28th Mayor of Nelson
- In office 2010–2013
- Preceded by: Kerry Marshall
- Succeeded by: Rachel Reese

Personal details
- Born: Cataldo Miccio c.1971 Nelson, New Zealand
- Alma mater: University of Canterbury

= Aldo Miccio =

New Zealand politician

Cataldo (Aldo) Miccio (born c.1971) is a New Zealand former local-body politician. He served one term as Mayor of Nelson from 2010 to 2013 and prior to that one term as a Nelson City councillor 2007 to 2010.

== Background ==
Miccio is married to Kimberley and has three children. He was born in Nelson, New Zealand in 1971, he left New Zealand in 2016 and now calls the Central Coast in Sydney, Australia home.

== Career ==
In 1993 Miccio was chief representative officer in China for a multinational textile company. and in 1994 became in inaugural member of the New Zealand Shanghai business forum.

Miccio moved to Australia and in 1995 became General Manager of the clothing division an Australian giftware company. In 1998 he began his own clothing and giftware company, Bissi, which now has offices in Sydney, Melbourne, Hong Kong and Xiamen, China. In 2009 he sold Bissi to a Chinese company, but remains a Director. He met and married his wife while working in Australia.

He is also a Director of AAPI Limited, and his cousin Anthony Romano is the other Director of the company.

Miccio was a trustee of the Summit Nelson Tasman Rescue Helicopter until 2016, a founding member of the Nelson Bays Community Foundation, (Nelson's first community endowments trust), Trustee and Deputy Chair of Nelson Tasman Hospice.

From August 2012 – July 2014 Miccio was Chairman and Co-Director of NZ Inc Shop, an entity offering exporters of New Zealand-made products the opportunity to sell their goods to China.

Miccio is a Director of Trafalgar Events, formed in 2016, the entity responsible for bringing the first NRL trial match to Nelson's Trafalgar Park, between New Zealand Vodafone Warriors and St George Illawarra Dragons. Following this event, the entity hosted the first A league football match in Nelson, the Wellington Phoenix versus the Central Coast Mariners. Trafalgar Events was also behind a new Nelson festival, SNAPAFEST, combining seafood, music and arts, with the inaugural event taking place in September 2016.

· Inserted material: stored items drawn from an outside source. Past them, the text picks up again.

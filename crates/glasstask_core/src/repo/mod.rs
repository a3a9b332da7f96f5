//! Repository layer over the durable store.
//!
//! # Responsibility
//! - Own the canonical task collection and its locking discipline.
//! - Translate storage failures into rollbacks plus semantic errors.
//!
//! # Invariants
//! - Repository writes validate input before touching state.
//! - Repository APIs return semantic errors (`NotFound`, `Validation`) in
//!   addition to persistence failures.

pub mod task_repo;
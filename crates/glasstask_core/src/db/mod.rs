//! SQLite storage bootstrap and schema migration entry points.
//!
//! # Responsibility
//! - Open and configure SQLite connections for the task store.
//! - Apply schema migrations in deterministic order.
//!
//! # Invariants
//! - Migration version is tracked via `PRAGMA user_version`.
//! - Store code must not read/write task rows before migrations succeed.

use std::error::Error;
use std::fmt::{Display, Formatter};

pub mod migrations;
mod open;

pub use open::{open_db, open_db_in_memory, open_db_read_only};

pub type DbResult<T> = Result<T, DbError>;

#[derive(Debug)]
pub enum DbError {
    Sqlite(rusqlite::Error),
    /// File has no schema version, e.g. an empty or foreign database.
    MissingSchema,
    UnsupportedSchemaVersion {
        db_version: u32,
        latest_supported: u32,
    },
}

impl DbError {
    /// Returns whether the error means the file content is not a usable store.
    pub fn is_corruption(&self) -> bool {
        match self {
            Self::MissingSchema | Self::UnsupportedSchemaVersion { .. } => true,
            Self::Sqlite(rusqlite::Error::SqliteFailure(err, _)) => matches!(
                err.code,
                rusqlite::ErrorCode::NotADatabase | rusqlite::ErrorCode::DatabaseCorrupt
            ),
            Self::Sqlite(rusqlite::Error::FromSqlConversionFailure(..))
            | Self::Sqlite(rusqlite::Error::InvalidColumnType(..))
            | Self::Sqlite(rusqlite::Error::QueryReturnedNoRows) => true,
            Self::Sqlite(_) => false,
        }
    }
}

impl Display for DbError {
    fn fmt(&self, f: &mut Formatter<'_>) -> std::fmt::Result {
        match self {
            Self::Sqlite(err) => write!(f, "{err}"),
            Self::MissingSchema => write!(f, "database has no task store schema"),
            Self::UnsupportedSchemaVersion {
                db_version,
                latest_supported,
            } => write!(
                f,
                "database schema version {db_version} is newer than supported {latest_supported}"
            ),
        }
    }
}

impl Error for DbError {
    fn source(&self) -> Option<&(dyn Error + 'static)> {
        match self {
            Self::Sqlite(err) => Some(err),
            Self::MissingSchema | Self::UnsupportedSchemaVersion { .. } => None,
        }
    }
}

impl From<rusqlite::Error> for DbError {
    fn from(value: rusqlite::Error) -> Self {
        Self::Sqlite(value)
    }
}
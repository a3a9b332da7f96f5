//! Structural integrity checks for a flat task collection.
//!
//! # Responsibility
//! - Detect duplicate ids, dangling parents, level drift and ancestry cycles.
//! - Report findings without repairing them.

use crate::model::task::{Task, TaskId};
use serde::{Deserialize, Serialize};
use std::collections::{HashMap, HashSet};

/// Result of an integrity pass.
#[derive(Debug, Clone, Default, PartialEq, Eq, Serialize, Deserialize)]
#[serde(rename_all = "camelCase")]
pub struct IntegrityReport {
    pub is_valid: bool,
    pub issues: Vec<String>,
    pub total_tasks: usize,
}

/// Checks hierarchy invariants over `tasks`.
pub fn check_integrity(tasks: &[Task]) -> IntegrityReport {
    let mut issues = Vec::new();
    let mut by_id: HashMap<TaskId, &Task> = HashMap::with_capacity(tasks.len());
    for task in tasks {
        if by_id.insert(task.id, task).is_some() {
            issues.push(format!("duplicate task id {}", task.id));
        }
        if task.id <= 0 {
            issues.push(format!("task id {} is not positive", task.id));
        }
    }

    let mut cyclic: HashSet<TaskId> = HashSet::new();
    for task in by_id.values() {
        let Some(parent_id) = task.parent_id else {
            if task.level != 0 {
                issues.push(format!(
                    "root task {} has level {}, expected 0",
                    task.id, task.level
                ));
            }
            continue;
        };

        let Some(parent) = by_id.get(&parent_id) else {
            issues.push(format!(
                "task {} references missing parent {}",
                task.id, parent_id
            ));
            continue;
        };

        if task.level != parent.level + 1 {
            issues.push(format!(
                "task {} has level {}, expected {}",
                task.id,
                task.level,
                parent.level + 1
            ));
        }

        if !cyclic.contains(&task.id) {
            if let Some(members) = ancestry_cycle(task.id, &by_id) {
                issues.push(format!("task {} is part of an ancestry cycle", task.id));
                cyclic.extend(members);
            }
        }
    }

    issues.sort();
    IntegrityReport {
        is_valid: issues.is_empty(),
        issues,
        total_tasks: by_id.len(),
    }
}

/// Walks up from `start`; returns the cycle members if the walk revisits a node.
fn ancestry_cycle(start: TaskId, by_id: &HashMap<TaskId, &Task>) -> Option<Vec<TaskId>> {
    let mut path = Vec::new();
    let mut seen = HashSet::new();
    let mut cursor = Some(start);
    while let Some(current) = cursor {
        if !seen.insert(current) {
            let cycle_start = path.iter().position(|id| *id == current)?;
            return Some(path[cycle_start..].to_vec());
        }
        path.push(current);
        cursor = by_id.get(&current).and_then(|task| task.parent_id);
    }
    None
}

#[cfg(test)]
mod tests {
    use super::check_integrity;
    use crate::model::task::Task;

    #[test]
    fn consistent_tree_is_valid() {
        let root = Task::new_root(1, "root", 0);
        let child = Task::new_child(2, &root, "child", 0);

        let report = check_integrity(&[root, child]);
        assert!(report.is_valid);
        assert!(report.issues.is_empty());
        assert_eq!(report.total_tasks, 2);
    }

    #[test]
    fn reports_dangling_parent_and_level_drift() {
        let root = Task::new_root(1, "root", 0);
        let mut drifted = Task::new_child(2, &root, "child", 0);
        drifted.level = 3;
        let mut orphan = Task::new_root(3, "orphan", 0);
        orphan.parent_id = Some(42);
        orphan.level = 1;

        let report = check_integrity(&[root, drifted, orphan]);
        assert!(!report.is_valid);
        assert_eq!(report.issues.len(), 2);
        assert!(report
            .issues
            .iter()
            .any(|issue| issue.contains("missing parent 42")));
        assert!(report
            .issues
            .iter()
            .any(|issue| issue.contains("task 2 has level 3")));
    }

    #[test]
    fn reports_cycle_once() {
        let mut a = Task::new_root(1, "a", 0);
        let mut b = Task::new_root(2, "b", 0);
        a.parent_id = Some(2);
        a.level = 1;
        b.parent_id = Some(1);
        b.level = 2;

        let report = check_integrity(&[a, b]);
        let cycle_issues = report
            .issues
            .iter()
            .filter(|issue| issue.contains("cycle"))
            .count();
        assert_eq!(cycle_issues, 1);
    }

    #[test]
    fn reports_duplicates() {
        let first = Task::new_root(1, "a", 0);
        let second = Task::new_root(1, "b", 1);

        let report = check_integrity(&[first, second]);
        assert!(!report.is_valid);
        assert_eq!(report.total_tasks, 1);
        assert!(report.issues[0].contains("duplicate task id 1"));
    }
}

He was appointed General Manager at Cooper Watkinson Textiles in October 2014, and in 2017 became Managing Director at Kela Charms Pty Ltd.

== Political career ==
Miccio returned to Nelson in 2002 and became a Nelson City Councillor in 2007 (serving one term) and was elected mayor in 2010 at the age of 39. He was defeated by Rachel Reese at the next election in 2013.

=== Contribution to the 2011 Rugby World Cup ===
Whilst serving as a Nelson City Councillor Miccio was instrumental in securing three Rugby World Cup 2011 matches for the city and did much of the groundwork to ensure the Italian Rugby World Cup team were hosted in Nelson during the event. His success was underpinned by a mention in Martin Snedden's book, A Stadium of 4 Million. During this time he was also the first non-Māori to speak at a Pōwhiri at the Whakatū Marae, welcoming the Italian Rugby World Cup team in their native Italian.

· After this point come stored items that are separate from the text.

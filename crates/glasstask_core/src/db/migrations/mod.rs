//! SQLite migration registry and executor.
//!
//! # Responsibility
//! - Register schema migrations in strictly increasing order.
//! - Apply pending migrations atomically.
//!
//! # Invariants
//! - `version` values must remain monotonic.
//! - Migrations after the first only add tables, columns and indexes.
//! - Applied migration version is mirrored to `PRAGMA user_version`.

use crate::db::{DbError, DbResult};
use log::info;
use rusqlite::Connection;

#[derive(Debug, Clone, Copy)]
struct Migration {
    version: u32,
    sql: &'static str,
}

const MIGRATIONS: &[Migration] = &[
    Migration {
        version: 1,
        sql: include_str!("0001_tasks.sql"),
    },
    Migration {
        version: 2,
        sql: include_str!("0002_hierarchy.sql"),
    },
    Migration {
        version: 3,
        sql: include_str!("0003_store_meta.sql"),
    },
];

/// Returns the latest migration version known by this binary.
pub fn latest_version() -> u32 {
    MIGRATIONS.last().map_or(0, |migration| migration.version)
}

/// Applies all pending migrations on the provided connection.
///
/// Returns the number of migrations applied; `0` when already current.
pub fn apply_migrations(conn: &mut Connection) -> DbResult<usize> {
    let current_version = current_user_version(conn)?;
    let latest = latest_version();

    if current_version > latest {
        return Err(DbError::UnsupportedSchemaVersion {
            db_version: current_version,
            latest_supported: latest,
        });
    }

    let pending: Vec<&Migration> = MIGRATIONS
        .iter()
        .filter(|migration| migration.version > current_version)
        .collect();
    if pending.is_empty() {
        return Ok(0);
    }

    let tx = conn.transaction()?;
    for migration in &pending {
        tx.execute_batch(migration.sql)?;
        tx.pragma_update(None, "user_version", migration.version)?;
    }
    tx.commit()?;

    info!(
        "event=db_migrate module=db status=ok from_version={} to_version={} applied={}",
        current_version,
        latest,
        pending.len()
    );
    Ok(pending.len())
}

/// Reads the schema version recorded on `conn`.
pub fn current_user_version(conn: &Connection) -> DbResult<u32> {
    let version = conn.query_row("PRAGMA user_version;", [], |row| row.get::<_, u32>(0))?;
    Ok(version)
}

During Rugby World Cup 2011, Miccio launched Hug an Aussie Day to coincide with the Australian RWC team's arrival in Nelson. The initiative was a response to a perceived atmosphere of antipathy towards Australians brought on by the tournament. The initiative was a huge PR success bringing international TV coverage to the small New Zealand city of Nelson.

=== Contribution to National League Football in Nelson ===
During his time as Nelson's mayor, Miccio was part of the consortium who brought National League Football to Nelson. As the Nelson Falcons Founder and Club Chairman, Miccio helped propel the team to take part in a national final in their second season, having won eight games in a row. In the early 2014 season they were beaten finalists, in the late 2014 season they were champions.

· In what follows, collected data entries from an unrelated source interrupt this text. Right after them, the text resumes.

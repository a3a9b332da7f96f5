//! Flat task collection to nested forest projection.
//!
//! # Responsibility
//! - Assemble parent-referencing tasks into a nested forest.
//! - Provide deterministic `(sort_order, id)` ordering at every level.
//!
//! # Invariants
//! - Input is never mutated; output nodes are owned copies.
//! - Tasks whose parent is absent from the input are dropped from the view,
//!   together with their subtrees.
//! - Traversal uses explicit stacks, so depth is bounded by heap, not stack.

use crate::model::task::{Task, TaskId, TaskNode};
use std::collections::{HashMap, HashSet};

/// Builds a nested forest from a flat task collection.
///
/// Children keep the relative order they have in `flat_tasks`; callers that
/// need presentation order apply [`sort_forest`]. When the same id appears
/// more than once, the first occurrence wins.
pub fn build_forest(flat_tasks: &[Task]) -> Vec<TaskNode> {
    let mut by_id: HashMap<TaskId, &Task> = HashMap::with_capacity(flat_tasks.len());
    let mut unique = Vec::with_capacity(flat_tasks.len());
    for task in flat_tasks {
        if !by_id.contains_key(&task.id) {
            by_id.insert(task.id, task);
            unique.push(task);
        }
    }

    let mut children_of: HashMap<TaskId, Vec<TaskId>> = HashMap::new();
    let mut roots = Vec::new();
    for task in &unique {
        match task.parent_id {
            None => roots.push(task.id),
            Some(parent_id) if by_id.contains_key(&parent_id) => {
                children_of.entry(parent_id).or_default().push(task.id);
            }
            Some(_) => {}
        }
    }

    // Post-order assembly: a node is finished once all its children are.
    let mut finished: HashMap<TaskId, TaskNode> = HashMap::new();
    let mut entered: HashSet<TaskId> = HashSet::new();
    let mut stack: Vec<TaskId> = roots.iter().rev().copied().collect();
    while let Some(id) = stack.last().copied() {
        if entered.insert(id) {
            if let Some(children) = children_of.get(&id) {
                stack.extend(children.iter().rev().copied());
            }
            continue;
        }
        stack.pop();
        let mut node = TaskNode::leaf(by_id[&id].clone());
        if let Some(ids) = children_of.get(&id) {
            node.children = ids
                .iter()
                .filter_map(|child_id| finished.remove(child_id))
                .collect();
        }
        finished.insert(id, node);
    }

    roots
        .into_iter()
        .filter_map(|id| finished.remove(&id))
        .collect()
}

/// Sorts every level of `forest` by `(sort_order, id)` ascending.
pub fn sort_forest(forest: &mut Vec<TaskNode>) {
    let mut pending: Vec<&mut Vec<TaskNode>> = vec![forest];
    while let Some(level) = pending.pop() {
        level.sort_by_key(|node| node.task.order_key());
        for node in level {
            pending.push(&mut node.children);
        }
    }
}

/// Flattens a forest in pre-order (parent before children).
pub fn flatten_forest(forest: &[TaskNode]) -> Vec<Task> {
    let mut flat = Vec::new();
    let mut stack: Vec<&TaskNode> = forest.iter().rev().collect();
    while let Some(node) = stack.pop() {
        flat.push(node.task.clone());
        stack.extend(node.children.iter().rev());
    }
    flat
}
//! Core runtime configuration.
//!
//! # Responsibility
//! - Resolve data directory, log level and backup interval.
//! - Apply `GLASSTASK_*` environment overrides on top of defaults.
//!
//! # Invariants
//! - Resolution is side-effect free; only `ensure_data_dir` touches disk.

use crate::logging::default_log_level;
use crate::service::backup_scheduler::DEFAULT_BACKUP_INTERVAL;
use std::error::Error;
use std::fmt::{Display, Formatter};
use std::path::{Path, PathBuf};
use std::time::Duration;

pub const ENV_DATA_DIR: &str = "GLASSTASK_DATA_DIR";
pub const ENV_LOG_LEVEL: &str = "GLASSTASK_LOG_LEVEL";
pub const ENV_BACKUP_INTERVAL_SECS: &str = "GLASSTASK_BACKUP_INTERVAL_SECS";

/// Folder created under the user's documents (or home) directory.
pub const APP_DIR_NAME: &str = "Glass Tasks";
const LOG_DIR_NAME: &str = "logs";

#[derive(Debug)]
pub enum ConfigError {
    /// Neither a documents nor a home directory could be determined.
    NoDefaultDataDir,
    /// Backup interval override is not a positive integer of seconds.
    InvalidBackupInterval(String),
    /// Data directory could not be created.
    CreateDataDir {
        path: PathBuf,
        source: std::io::Error,
    },
}

impl Display for ConfigError {
    fn fmt(&self, f: &mut Formatter<'_>) -> std::fmt::Result {
        match self {
            Self::NoDefaultDataDir => write!(
                f,
                "cannot determine a default data directory; set {ENV_DATA_DIR}"
            ),
            Self::InvalidBackupInterval(value) => write!(
                f,
                "invalid {ENV_BACKUP_INTERVAL_SECS} `{value}`; expected positive seconds"
            ),
            Self::CreateDataDir { path, source } => write!(
                f,
                "failed to create data directory `{}`: {source}",
                path.display()
            ),
        }
    }
}

impl Error for ConfigError {
    fn source(&self) -> Option<&(dyn Error + 'static)> {
        match self {
            Self::CreateDataDir { source, .. } => Some(source),
            _ => None,
        }
    }
}

/// Resolved core configuration.
#[derive(Debug, Clone, PartialEq, Eq)]
pub struct CoreConfig {
    pub data_dir: PathBuf,
    pub log_level: String,
    pub backup_interval: Duration,
}

impl CoreConfig {
    /// Configuration rooted at `data_dir` with default level and interval.
    pub fn with_data_dir(data_dir: impl Into<PathBuf>) -> Self {
        Self {
            data_dir: data_dir.into(),
            log_level: default_log_level().to_string(),
            backup_interval: DEFAULT_BACKUP_INTERVAL,
        }
    }

    /// Resolves configuration from process environment and platform dirs.
    pub fn from_env() -> Result<Self, ConfigError> {
        Self::from_lookup(|key| std::env::var(key).ok(), default_data_dir)
    }

    /// Resolves configuration from an arbitrary key lookup.
    pub fn from_lookup(
        lookup: impl Fn(&str) -> Option<String>,
        default_dir: impl FnOnce() -> Option<PathBuf>,
    ) -> Result<Self, ConfigError> {
        let data_dir = match non_blank(lookup(ENV_DATA_DIR)) {
            Some(dir) => PathBuf::from(dir),
            None => default_dir().ok_or(ConfigError::NoDefaultDataDir)?,
        };
        let mut config = Self::with_data_dir(data_dir);

        if let Some(level) = non_blank(lookup(ENV_LOG_LEVEL)) {
            config.log_level = level;
        }
        if let Some(raw) = non_blank(lookup(ENV_BACKUP_INTERVAL_SECS)) {
            config.backup_interval = parse_interval(&raw)?;
        }
        Ok(config)
    }

    pub fn log_dir(&self) -> PathBuf {
        self.data_dir.join(LOG_DIR_NAME)
    }

    /// Creates the data directory if needed.
    pub fn ensure_data_dir(&self) -> Result<&Path, ConfigError> {
        std::fs::create_dir_all(&self.data_dir).map_err(|source| ConfigError::CreateDataDir {
            path: self.data_dir.clone(),
            source,
        })?;
        Ok(&self.data_dir)
    }
}

/// `<Documents>/Glass Tasks`, falling back to `<Home>/Glass Tasks`.
pub fn default_data_dir() -> Option<PathBuf> {
    dirs::document_dir()
        .or_else(dirs::home_dir)
        .map(|base| base.join(APP_DIR_NAME))
}

fn non_blank(value: Option<String>) -> Option<String> {
    value
        .map(|value| value.trim().to_string())
        .filter(|value| !value.is_empty())
}

fn parse_interval(raw: &str) -> Result<Duration, ConfigError> {
    match raw.parse::<u64>() {
        Ok(secs) if secs > 0 => Ok(Duration::from_secs(secs)),
        _ => Err(ConfigError::InvalidBackupInterval(raw.to_string())),
    }
}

A keen sportsman, Miccio also took part in the charity boxing match, Fight for Victory, whilst he was mayor, and provided a personal grant to help facilitate educational opportunities for promising children at Victory Boxing in Nelson.

Under Miccio's leadership, Nelson City Council achieved much economic success and regional growth, including the following achievements:
- Developed and consulted with the public on the Framing our Future Vision for Nelson 2060
- Brought cruise ships back to Nelson
- Hosted the Iwi Economic Development Summit
- Successfully implemented free parking Tuesdays
- Helped to facilitate the ultra fast broadband roll out
- Gifted land to help Nelson Housing Trust proceed with an affordable housing development at the Brook
- Completed purchase of Theatre Royal and Nelson School of Music
- Completed 2013 Trafalgar Park upgrade
- Approved funding for Trafalgar Centre
- Built the Saxton Field hockey and cricket pavilions and approved the proposed cycle velodrome
- Helped fund Kiwiflyer movie production costs
- Developed economic development opportunities with sister city, Huangshi
- Signed a new sister city Memorandum of Understanding to explore economic opportunities with Yangjiang
- Approved and began work on the Maitai Dam duplicate pipeline to Nelson city significantly increasing water security and the water volume that can be used from the dam
- Successfully bid for the rights to host at least two pool matches at the ICC Cricket World Cup in February 2015.
- Launched The Solar Promise, a nationwide campaign encouraging all NZ councils to embrace solar solutions and make it easier for their communities to go solar.
- Developed a proposal to set up contact centres in Nelson providing new job opportunities.
During his three-year term as mayor and under Miccio's prudent financial management, there was an average rates rise of just 3.6%, the lowest of any term in the preceding 20 years. Nelson City Council debt rate was in the bottom 20% of all councils throughout New Zealand.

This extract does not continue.